私は夫に働きかけ、より父に愛されていた、彼ではない弟を支援するように言いました。
夫は、前妻との次子を太子のすぐ下の弟に近付け、その幕僚としました。
やがて、弟は太子と同等の宮を与えられ、東宮が二つあるような不思議な宮中となったのです。
『いずれ東宮は遷る』と臣民共に噂を始めました。
弟もその気になって東宮を狙い始め、太子も兄より引き継いだような幕僚に助けを求めました。
とうとう父の臣下は後宮と共に二つに割れ、終わりの見えぬ泥争いを始めたのです。
太子の母は『早く父には死んで貰って、子が玉座に付く日を待ち望んでいるという』私の讒言によって皇后の目が消え、狂い死にしました。
宮中で幾人の臣が死んだでしょう、私も正確には覚えておりません。
「驚いた。あなたにその様な過去があったとは。それとも、失礼だが父君は老耄したのか」
世の人は、貴方の様に父の事を『英明なれども晩年に耄碌した』『死ぬのが遅すぎた』等と評します。
されど、父は決して私一人の言葉によって踊らされる程衰えてはおりませんでした。
老いたる父にも思惑は御座いました。
賭けに出て、負けたまでです。
結局太子を廃し、もう一つの東宮の主も自害を命じられて、十にもならぬ末の弟を太子に立てる事で決着しました。
私としては、太子が他に代わってくれればそれで十分でした。
尚も太子に縋り付いた名族が、一人殺されました。
妹の夫でした。
私は妹に恨まれる身となり、それ以後私に血を分け合った姉妹はいないも同然です。
東宮の主となった末の弟は、何処か兄に似た面立ちでした。
その貌には兄の様な不気味さはなく、愛らしさと賢さを兼ね備えた幼子でした。
或いはその母がまともな人の女であったなら、私も兄を慕えたのでしょうか。
それでも尚、廃された太子を戻そうと闇で蠢く男もいました。
自分は廃された太子を護る振りをしつつ、長子を『もう一人の太子』の元へ送り込み、共倒れが見えるや否や、我が子に毒杯を飲ませた奸智極まる男です。

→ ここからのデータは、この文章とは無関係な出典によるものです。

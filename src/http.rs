//! reqwestによるリソースサービス
//!
//! `{api_root}/{path}` に対して1回だけリクエストを送る。
//! リトライ・タイムアウトは行わない。

use std::marker::PhantomData;

use lifeline_admin_common::envelope::{decode_ack, decode_list, decode_record, rejection};
use lifeline_admin_common::payload::MultipartForm;
use lifeline_admin_common::service::{endpoint, require_id};
use lifeline_admin_common::{Error, Payload, Resource, ResourceService, Result};
use reqwest::header::{ACCEPT, CACHE_CONTROL};
use reqwest::multipart::{Form, Part};
use reqwest::RequestBuilder;
use serde_json::Value;

pub struct HttpService<R> {
    client: reqwest::Client,
    api_root: String,
    _resource: PhantomData<fn() -> R>,
}

impl<R: Resource> HttpService<R> {
    pub fn new(api_root: impl Into<String>) -> Self {
        Self::with_client(reqwest::Client::new(), api_root)
    }

    /// 既存のクライアントを共有（コネクションプール）
    pub fn with_client(client: reqwest::Client, api_root: impl Into<String>) -> Self {
        Self {
            client,
            api_root: api_root.into(),
            _resource: PhantomData,
        }
    }

    pub fn url(&self, id: Option<&str>) -> String {
        endpoint::<R>(&self.api_root, id)
    }

    /// 送信して本文を返す（2xx以外はエラー）
    async fn send(&self, request: RequestBuilder) -> Result<String> {
        let response = request
            .send()
            .await
            .map_err(|e| Error::Transport(e.to_string()))?;

        let status = response.status();
        tracing::debug!(resource = %R::KIND, url = %response.url(), status = status.as_u16(), "Response");

        let body = response
            .text()
            .await
            .map_err(|e| Error::Transport(e.to_string()))?;

        if !status.is_success() {
            let error = rejection::<R>(
                status.as_u16(),
                status.canonical_reason().unwrap_or_default(),
                &body,
            );
            tracing::warn!(resource = %R::KIND, status = status.as_u16(), error = %error, "Request rejected");
            return Err(error);
        }

        Ok(body)
    }

    fn with_payload(request: RequestBuilder, payload: Payload) -> Result<RequestBuilder> {
        match payload {
            Payload::Json(body) => Ok(request.json(&body)),
            Payload::Multipart(form) => Ok(request.multipart(multipart_form(form)?)),
        }
    }
}

/// multipart/form-data の組み立て
fn multipart_form(form: MultipartForm) -> Result<Form> {
    let mut multipart = Form::new();
    for (name, value) in form.fields {
        multipart = multipart.text(name, value);
    }

    if let Some(file) = form.file {
        let attachment = file.attachment;
        let part = Part::bytes(attachment.bytes)
            .file_name(attachment.file_name)
            .mime_str(&attachment.mime_type)
            .map_err(|_| Error::invalid(format!("Unsupported file type: {}", attachment.mime_type)))?;
        multipart = multipart.part(file.name, part);
    }

    Ok(multipart)
}

impl<R: Resource> ResourceService<R> for HttpService<R> {
    async fn list(&self) -> Result<Vec<R>> {
        let url = self.url(None);
        tracing::debug!(resource = %R::KIND, %url, "GET");
        let request = self
            .client
            .get(&url)
            .header(ACCEPT, "application/json")
            .header(CACHE_CONTROL, "no-cache");
        let body = self.send(request).await?;
        Ok(decode_list(&body))
    }

    async fn get(&self, id: &str) -> Result<R> {
        let id = require_id::<R>(id)?;
        let url = self.url(Some(id));
        tracing::debug!(resource = %R::KIND, %url, "GET");
        let request = self.client.get(&url).header(ACCEPT, "application/json");
        let body = self.send(request).await?;
        decode_record(&body)
    }

    async fn create(&self, payload: Payload) -> Result<Value> {
        let url = self.url(None);
        tracing::debug!(resource = %R::KIND, %url, multipart = payload.is_multipart(), "POST");
        let request = Self::with_payload(self.client.post(&url), payload)?;
        let body = self.send(request).await?;
        decode_ack(&body)
    }

    async fn update(&self, id: &str, payload: Payload) -> Result<Value> {
        let id = require_id::<R>(id)?;
        let url = self.url(Some(id));
        tracing::debug!(resource = %R::KIND, %url, multipart = payload.is_multipart(), "PUT");
        let request = Self::with_payload(self.client.put(&url), payload)?;
        let body = self.send(request).await?;
        decode_ack(&body)
    }

    async fn delete(&self, id: &str) -> Result<Value> {
        let id = require_id::<R>(id)?;
        let url = self.url(Some(id));
        tracing::debug!(resource = %R::KIND, %url, "DELETE");
        let body = self.send(self.client.delete(&url)).await?;
        decode_ack(&body)
    }
}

魯班は、絶対太子のまま死んだ孫登が嫌いだったと思う。
二宮の変、彼方此方のサイトで考察が進んでいるのですが、読めば読むほど頭がこんがらがる。
孫権は割と最後まで自分の頭で考えていた(豪族勢力を抑え込もうとしたら、国がグズグズになった)と信じたい派。
孫亮は、孫登そっくりの顔立ち…はウチの設定。